Exemplars - A Tale of Pillars Supporting The Observability Structure
Exemplars are point in time observations made at the time of metric generation. These observations usually have things like trace ID and span ID which can be used to navigate from a time series graph to a trace water fall. SDKs of Prometheus and OpenTelemetry natively support the generation of exemplars given the application is pre instrumented with distributed tracing. At eBay, we have done the needful to ensure that all applications emit HTTP API related golden signals as metrics and traces for each API. Given this, we are able to emit Exemplars for every host's APIs based on status code, path and verb. These exemplars get stored in Prometheus' circular ring buffer and is only available for a brief period of time depending on the ring buffer's memory.
For more than a year, we used Open Telemetry Collector's tail sampling processor. Over time, we realized that our traffic patterns are not condusive to do true tail sampling and doing it on top of our trace store (ClickHouse) is the only way to do it. An ah ha! moment allowed us to come up with the idea of using Exemplars as the source of truth for what should be sampled and what should not given that Exemplars provide unique traces for every kind of status code, API path and host. Retaining those traces could give us a very good representative sample set. GIven this assumption, we built a tail sampler that could ingest all Exemplars into ClickHouse and run sampling jobs that sample based on the trace IDs in the Exemplars.
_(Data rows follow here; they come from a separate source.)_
//! Explain command implementation

use std::path::PathBuf;

use anyhow::Result;
use clap::Args;
use colored::Colorize;
use tracing::info;

use crate::config::Config;
use crate::split::SplitModuleChunks;

/// Show the matched cache group and planned chunks of every module
#[derive(Args, Debug)]
pub struct ExplainCommand {
    /// Build graph snapshot (JSON)
    pub graph: PathBuf,

    /// Hide modules that match no cache group
    #[arg(long)]
    pub matched_only: bool,
}

impl ExplainCommand {
    pub async fn execute(&self, config_path: &str) -> Result<()> {
        info!("Loading configuration from {}", config_path);
        let config = Config::load(config_path)?;
        let compilation = super::load_compilation(&self.graph).await?;

        let splitter = SplitModuleChunks::new(config.cache_groups());

        for explanation in splitter.explain(&compilation) {
            let current: Vec<String> = compilation
                .module(explanation.module)
                .map(|m| m.chunks().iter().map(|&c| compilation.chunk_label(c)).collect())
                .unwrap_or_default();

            match &explanation.cache_group {
                None if self.matched_only => {}
                None => eprintln!(
                    "  {} {} [{}] {}",
                    "•".dimmed(),
                    explanation.identifier,
                    current.join(", "),
                    "no cache group".dimmed()
                ),
                Some(group) if explanation.targets.is_empty() => eprintln!(
                    "  {} {} [{}] {} {}",
                    "•".dimmed(),
                    explanation.identifier.cyan(),
                    current.join(", "),
                    group.green(),
                    "stays".dimmed()
                ),
                Some(group) => eprintln!(
                    "  {} {} [{}] {} {} [{}]",
                    "•".dimmed(),
                    explanation.identifier.cyan(),
                    current.join(", "),
                    group.green(),
                    "→".dimmed(),
                    explanation.targets.join(", ")
                ),
            }
        }

        eprintln!();
        Ok(())
    }
}
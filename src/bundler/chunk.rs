//! Chunks and chunk groups

use super::ModuleId;

/// Unique identifier for a chunk
pub type ChunkId = usize;

/// Unique identifier for a chunk group
pub type ChunkGroupId = usize;

/// A chunk is a group of modules that will be bundled together
#[derive(Debug, Clone)]
pub struct Chunk {
    /// Chunk name (used for output filename and name-based rules)
    pub name: Option<String>,

    /// Module IDs included in this chunk, in connection order
    pub(crate) modules: Vec<ModuleId>,

    /// Chunk groups listing this chunk
    pub(crate) groups: Vec<ChunkGroupId>,
}

impl Chunk {
    /// Create a new chunk without modules
    pub fn new(name: Option<String>) -> Self {
        Self {
            name,
            modules: Vec::new(),
            groups: Vec::new(),
        }
    }

    /// Create a new named chunk
    pub fn named(name: impl Into<String>) -> Self {
        Self::new(Some(name.into()))
    }

    /// Module IDs in this chunk
    pub fn modules(&self) -> &[ModuleId] {
        &self.modules
    }

    /// Chunk groups this chunk belongs to
    pub fn groups(&self) -> &[ChunkGroupId] {
        &self.groups
    }

    /// Name seen by rules and lookups; an empty name counts as no name
    pub fn condition_name(&self) -> Option<&str> {
        self.name.as_deref().filter(|name| !name.is_empty())
    }

    /// Whether the chunk name starts with `prefix`
    pub fn name_starts_with(&self, prefix: &str) -> bool {
        self.condition_name().is_some_and(|name| name.starts_with(prefix))
    }

    /// Check if chunk is empty
    pub fn is_empty(&self) -> bool {
        self.modules.is_empty()
    }

    /// Number of modules in chunk
    pub fn len(&self) -> usize {
        self.modules.len()
    }

    pub(crate) fn add_module(&mut self, module: ModuleId) -> bool {
        if self.modules.contains(&module) {
            return false;
        }
        self.modules.push(module);
        true
    }

    pub(crate) fn remove_module(&mut self, module: ModuleId) -> bool {
        let before = self.modules.len();
        self.modules.retain(|&id| id != module);
        before != self.modules.len()
    }

    pub(crate) fn add_group(&mut self, group: ChunkGroupId) {
        if !self.groups.contains(&group) {
            self.groups.push(group);
        }
    }

    pub(crate) fn remove_group(&mut self, group: ChunkGroupId) {
        self.groups.retain(|&id| id != group);
    }
}

/// A set of chunks forming one output target
#[derive(Debug, Clone, Default)]
pub struct ChunkGroup {
    /// Group name (usually the entrypoint name)
    pub name: Option<String>,

    pub(crate) chunks: Vec<ChunkId>,
}

impl ChunkGroup {
    /// Create an empty chunk group
    pub fn new(name: Option<String>) -> Self {
        Self {
            name,
            chunks: Vec::new(),
        }
    }

    /// Chunks in this group
    pub fn chunks(&self) -> &[ChunkId] {
        &self.chunks
    }

    pub(crate) fn push_chunk(&mut self, chunk: ChunkId) -> bool {
        if self.chunks.contains(&chunk) {
            return false;
        }
        self.chunks.push(chunk);
        true
    }

    pub(crate) fn remove_chunk(&mut self, chunk: ChunkId) -> bool {
        let before = self.chunks.len();
        self.chunks.retain(|&id| id != chunk);
        before != self.chunks.len()
    }
}
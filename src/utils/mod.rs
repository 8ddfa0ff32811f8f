//! Utility functions and helpers

use std::time::Duration;

/// Format duration as human-readable string
pub fn format_duration(duration: Duration) -> String {
    let secs = duration.as_secs_f64();

    if secs >= 60.0 {
        let mins = (secs / 60.0).floor() as u64;
        let remaining_secs = secs - (mins as f64 * 60.0);
        format!("{}m {:.2}s", mins, remaining_secs)
    } else if secs >= 1.0 {
        format!("{:.2}s", secs)
    } else if secs >= 0.001 {
        format!("{:.0}ms", secs * 1000.0)
    } else {
        format!("{}µs", duration.as_micros())
    }
}
//! HID protocol constants
//!
//! Standard constants from USB HID Specification 1.11 and HID Usage Tables 1.12

/// HID interface class code
pub const HID_CLASS: u8 = 0x03;

/// Length of a boot protocol keyboard input report
pub const BOOT_REPORT_LEN: usize = 8;

/// Number of key slots in a boot report (6-key rollover)
pub const MAX_ROLLOVER_SLOTS: usize = 6;

/// Highest keyboard usage code carried in a boot report (Right GUI)
pub const MAX_SCAN_CODE: u8 = 0xE7;

/// Usage reported in every slot when too many keys are held ("phantom" state)
pub const ERROR_ROLL_OVER: u8 = 0x01;

/// Usage of the numeric keypad slash key
pub const KEYPAD_SLASH: u8 = 0x54;

/// Default interrupt-IN poll interval in milliseconds
pub const DEFAULT_POLL_INTERVAL_MS: u8 = 10;

/// HID subclass codes
#[derive(Debug, Clone, Copy, PartialEq, Eq)]
#[cfg_attr(feature = "defmt", derive(defmt::Format))]
#[repr(u8)]
pub enum HidSubclass {
    /// No subclass
    None = 0x00,
    /// Boot interface subclass
    Boot = 0x01,
}

/// HID protocol codes
#[derive(Debug, Clone, Copy, PartialEq, Eq)]
#[cfg_attr(feature = "defmt", derive(defmt::Format))]
#[repr(u8)]
pub enum HidProtocol {
    /// No protocol
    None = 0x00,
    /// Keyboard protocol
    Keyboard = 0x01,
    /// Mouse protocol
    Mouse = 0x02,
}

/// HID class-specific requests
#[derive(Debug, Clone, Copy, PartialEq, Eq)]
#[repr(u8)]
pub enum HidRequest {
    /// Set report
    SetReport = 0x09,
    /// Set idle rate
    SetIdle = 0x0A,
    /// Set protocol
    SetProtocol = 0x0B,
}

/// HID report types
#[derive(Debug, Clone, Copy, PartialEq, Eq)]
#[repr(u8)]
pub enum HidReportType {
    /// Input report
    Input = 0x01,
    /// Output report
    Output = 0x02,
    /// Feature report
    Feature = 0x03,
}

/// HID protocol modes
#[derive(Debug, Clone, Copy, PartialEq, Eq)]
#[repr(u8)]
pub enum HidProtocolMode {
    /// Boot protocol (simplified, standard reports)
    Boot = 0x00,
    /// Report protocol (full HID report descriptors)
    Report = 0x01,
}
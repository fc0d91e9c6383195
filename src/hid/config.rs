//! Keyboard driver configuration

use super::constants::DEFAULT_POLL_INTERVAL_MS;

/// Per-device keyboard configuration
///
/// # Example
///
/// ```
/// use usbh_keyboard::hid::KeyboardConfig;
///
/// let config = KeyboardConfig::new()
///     .poll_interval_ms(8)
///     .num_lock(false);
/// assert_eq!(config.poll_interval_ms, 8);
/// assert!(config.repeat);
/// ```
#[derive(Debug, Clone, Copy, PartialEq, Eq)]
#[cfg_attr(feature = "defmt", derive(defmt::Format))]
pub struct KeyboardConfig {
    /// Interrupt-IN poll interval requested from the transport (milliseconds)
    pub poll_interval_ms: u8,
    /// Num Lock state at device creation
    pub num_lock_on: bool,
    /// Re-emit the last press while the held-key count is stable
    pub repeat: bool,
}

impl KeyboardConfig {
    /// Default configuration: 10 ms polling, Num Lock on, repeat enabled
    pub const fn new() -> Self {
        Self {
            poll_interval_ms: DEFAULT_POLL_INTERVAL_MS,
            num_lock_on: true,
            repeat: true,
        }
    }

    /// Set the poll interval (clamped to at least 1 ms)
    pub fn poll_interval_ms(mut self, interval_ms: u8) -> Self {
        self.poll_interval_ms = interval_ms.max(1);
        self
    }

    /// Set the initial Num Lock state
    pub fn num_lock(mut self, on: bool) -> Self {
        self.num_lock_on = on;
        self
    }

    /// Enable or disable the repeat heuristic
    pub fn repeat(mut self, enabled: bool) -> Self {
        self.repeat = enabled;
        self
    }
}

impl Default for KeyboardConfig {
    fn default() -> Self {
        Self::new()
    }
}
Finally, the in-memory circular ring buffer where Exemplars are stored has very poor retention depending on how many exemplars come in. In certain cases, we have seen that it can only hold 15 minutes worth of Exemplars which is not as usually as one would want it to be. Yet another ah ha! moment was realizing that we could write a Exemplar query API to serve Exemplars from ClickHouse instead of Prometheus and retain Exemplars for the life of the trace.
What ended up happening is that the metrics platform and the trace platform have built a symbiotic relationship and coexist together to support the broader Observability charter. The binding force for that are Exemplars.
In this presentation we discuss how we built our metrics/trace platform, the novel Exemplar based tail sampler, long term Exemplar queries being served out of Clickhouse and how we are re-imagining ways in which metrics and traces can co-exist together. Audience at the end of this presentation would get simple ideas that they can both implement by themselves and benefit from using/adopting Exemplars in their own ecosystem.